3.2.3 Improved WTA for disparity estimation

To estimate disparity map, winner-takes-all (WTA) is then utilized to select the disparity value with the minimum cost evaluated in (17). Since there might exist more than one disparity sharing the same minimum cost for some cases. In smooth regions, the pixels in this case are almost the same that some disparity levels have the same minimum cost. Thus, the traditional WTA cannot achieve a good result in this case. On the contrary, in the repetitive texture areas, there could have same minimum cost in several locations. In order to solve this problem, the WTA procedure should first find all WTA candidates in the increasing ordered as
$$ d s(p)=\left\{ d\left| \arg \underset{d\in D}{ \min }{C}_{ag}\left( p, d\right)\right.\right\}=\left\{{d}_1,{d}_2,.{d}_3..,{d}_{N_d}\right\} $$
where \( {d}_{N_d} \) denotes the candidates of disparity d and N d is the number of disparity levels sharing the same minimum cost. The suggested initial WTA becomes
$$ d(p)=\left\{\begin{array}{cc}\hfill {d}_1,\hfill & \hfill \mathrm{if}\ {N}_d=1\hfill \\ {}\hfill d{}_1,\hfill & \hfill \mathrm{if}\ {N}_d=2\ \mathrm{and}\ \left|{d}_2-{d}_1\right|=1\hfill \\ {}\hfill {d}_2,\hfill & \hfill \mathrm{if}\ {N}_d=3\ \mathrm{and}\ \left|{d}_3-{d}_1\right|=2\ \hfill \\ {}\hfill 255,\hfill & \hfill \mathrm{otherwise}.\hfill \end{array}\right. $$
If one {d}, two {d, d + 1}, or three consecutive {d − 1, d, d + 1} disparity levels share with the same minimum cost, the WTA result d(p) = d will be directly adopted in the estimation. However, for N d  > 3 or non-consecutive disparities with the same minimum cost, we set the pixel at p as an unstable depth as d = 255, which is called as the white hole. In order to fill the white hole, we use cross-based window voting to estimate the disparity as
$$ d(p)={d}_{\mathrm{vote}}(p)={\begin{array}{cc}\hfill \arg \hfill & \hfill \max \hfill \end{array}}_{d\in D}{H}_p(d) $$

where H p (d) is the histogram of the known stable depths in the cross window around p, which was obtained from the first cost aggregation. The depth with the highest histogram bin with the value is selected as the most desirable disparity to fill the white hole.

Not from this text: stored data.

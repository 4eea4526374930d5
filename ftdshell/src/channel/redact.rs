//! Credential scrubbing for captured output.

use std::borrow::Cow;
use std::fmt;

use secrecy::{ExposeSecret, SecretString};

/// Fixed mask substituted for the secret, independent of its length.
pub const MASK: &str = "********************";

/// Replaces every literal occurrence of the session secret with [`MASK`].
///
/// Matching is a plain substring search: any text equal to the secret is
/// masked whether or not it was actually the credential.
#[derive(Default)]
pub struct Redactor {
    secret: Option<SecretString>,
}

impl Redactor {
    /// A redactor for `secret`. An empty secret disables redaction.
    pub fn new(secret: Option<SecretString>) -> Self {
        let secret = secret.filter(|s| !s.expose_secret().is_empty());
        Self { secret }
    }

    /// Whether a secret is held.
    pub fn is_active(&self) -> bool {
        self.secret.is_some()
    }

    /// Scrub the secret from `text`.
    pub fn redact<'a>(&self, text: &'a str) -> Cow<'a, str> {
        match &self.secret {
            Some(secret) if text.contains(secret.expose_secret()) => {
                Cow::Owned(text.replace(secret.expose_secret(), MASK))
            }
            _ => Cow::Borrowed(text),
        }
    }

    /// Scrub the secret from one read of a stream.
    ///
    /// `held` carries text between reads. It is prepended to `text`, and on
    /// return holds the tail of the result that could still be the start of
    /// the secret. The returned text includes that tail; callers release all
    /// but the last `held.len()` bytes until a later read settles it.
    pub fn redact_stream(&self, held: &mut String, text: &str) -> String {
        held.push_str(text);
        let redacted = self.redact(held).into_owned();
        let keep = self.partial_len(&redacted);
        held.clear();
        held.push_str(&redacted[redacted.len() - keep..]);
        redacted
    }

    /// Length of the longest proper prefix of the secret that ends `text`.
    fn partial_len(&self, text: &str) -> usize {
        let Some(secret) = self.secret() else {
            return 0;
        };
        (1..secret.len())
            .rev()
            .filter(|&n| secret.is_char_boundary(n))
            .find(|&n| text.ends_with(&secret[..n]))
            .unwrap_or(0)
    }

    /// The secret itself, for answering a password prompt.
    pub(crate) fn secret(&self) -> Option<&str> {
        self.secret.as_ref().map(|s| s.expose_secret())
    }
}

impl fmt::Debug for Redactor {
    fn fmt(&self, f: &mut fmt::Formatter<'_>) -> fmt::Result {
        f.debug_struct("Redactor")
            .field("active", &self.is_active())
            .finish()
    }
}

#[cfg(test)]
mod tests {
    use super::*;

    fn redactor(secret: &str) -> Redactor {
        Redactor::new(Some(SecretString::from(secret.to_string())))
    }

    #[test]
    fn test_mask_is_twenty_asterisks() {
        assert_eq!(MASK.len(), 20);
        assert!(MASK.chars().all(|c| c == '*'));
    }

    #[test]
    fn test_redacts_secret_in_chunk() {
        let r = redactor("Sup3rSecret!");
        assert_eq!(
            r.redact("Enter Sup3rSecret! now"),
            "Enter ******************** now"
        );
    }

    #[test]
    fn test_mask_length_independent_of_secret() {
        let r = redactor("a-very-long-secret-that-exceeds-twenty-characters");
        assert_eq!(
            r.redact("[a-very-long-secret-that-exceeds-twenty-characters]"),
            format!("[{}]", MASK)
        );
        assert_eq!(redactor("pw").redact("pw"), MASK);
    }

    #[test]
    fn test_every_occurrence_replaced() {
        let r = redactor("abc");
        assert_eq!(r.redact("abc xabcx abc"), format!("{MASK} x{MASK}x {MASK}"));
    }

    #[test]
    fn test_untouched_without_secret() {
        let text = "firepower# ";
        assert!(matches!(Redactor::default().redact(text), Cow::Borrowed(_)));
        assert!(matches!(redactor("zzz").redact(text), Cow::Borrowed(_)));
    }

    #[test]
    fn test_stream_holds_back_partial_secret() {
        let r = redactor("Sup3rSecret!");
        let mut held = String::new();

        assert_eq!(r.redact_stream(&mut held, "echo Sup3r"), "echo Sup3r");
        assert_eq!(held, "Sup3r");

        let text = r.redact_stream(&mut held, "Secret!\nfw# ");
        assert_eq!(text, format!("{MASK}\nfw# "));
        assert!(held.is_empty());
    }

    #[test]
    fn test_stream_releases_fragment_that_is_not_secret() {
        let r = redactor("Sup3rSecret!");
        let mut held = String::new();

        r.redact_stream(&mut held, "Sup");
        assert_eq!(held, "Sup");
        assert_eq!(r.redact_stream(&mut held, "per\n"), "Supper\n");
        assert!(held.is_empty());
    }

    #[test]
    fn test_stream_without_secret_holds_nothing() {
        let mut held = String::new();
        let text = Redactor::default().redact_stream(&mut held, "firepower# ");
        assert_eq!(text, "firepower# ");
        assert!(held.is_empty());
    }

    #[test]
    fn test_empty_secret_disables_redaction() {
        let r = redactor("");
        assert!(!r.is_active());
        assert_eq!(r.redact("firepower# "), "firepower# ");
    }
}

3.3 Triple image-based disparity refinements

In order to acquire accurate disparity, we have to detect occluded and mismatched areas and refine them first. The pixels in the reference disparity map must have good correspondence to the pixels in the target disparity map. Otherwise, they must be occluded or mismatched.

3.3.1 Occlusion and discontinuities refinement

Let d l (x, y) and d r (x, y) be the disparity values in the left and right maps, respectively. The left-right check (LRC) is always used to detect the correct correspondence of the disparities in the left and right depth maps. If the LRC finds d l (x, y) = d r (x − d l (x, y), y), the correct correspondence is detected such that the corresponding disparities will be kept. If the LRC detects d l (x, y) ≠ d r (x − d l (x, y), y), we should set the correspondence disparity to be erroneous. To further classify the error pixel as an occluded or mismatched pixel, we further suggest a range LRC as
$$ {d}_l(p)=\left\{\begin{array}{cc}\hfill {d}_l(p),\hfill & \hfill {d}_l(p)={d}_r\left( p,{d}_l(p)\right)\ \&\ \left|{I}_l(p)-{I}_r\left( p,{d}_l\right)\right|<{\delta}_1\kern1em \hfill \\ {}\hfill \begin{array}{l}255,\\ {}0,\end{array}\hfill & \hfill \begin{array}{l}{d}_l(p)={d}_r\left( p,{d}_l(p)+\sigma \right)\ \&\left|{I}_l(p)-{I}_r\left( p,{d}_l(p)+\sigma \right)\right|<{\delta}_2\\ {}\kern0.5em \mathrm{otherwise}\end{array}\hfill \end{array}\right. $$

to detect it for − d 0 ≤ σ ≤ d 0 with d 0 ≥ 1, where 255 and 0 denote the mismatched and occluded pixels, respectively. In (21), if the left pixel disparity is equal to the pixel disparity with the disparity shift in the right image, these two paired pixels are treated as the correct correspondence. Thus, we keep the original result. If the left pixel disparity finds a matched disparity with a shift of disparity plus a range of − d 0 ≤ σ ≤ d 0 in the right image, the erroneous pixel will be marked as mismatched pixel with 255. If the pixel cannot find the matched pixel either with the disparity shift or with a range of disparity shift, we set this pixel as an occluded pixel with 0.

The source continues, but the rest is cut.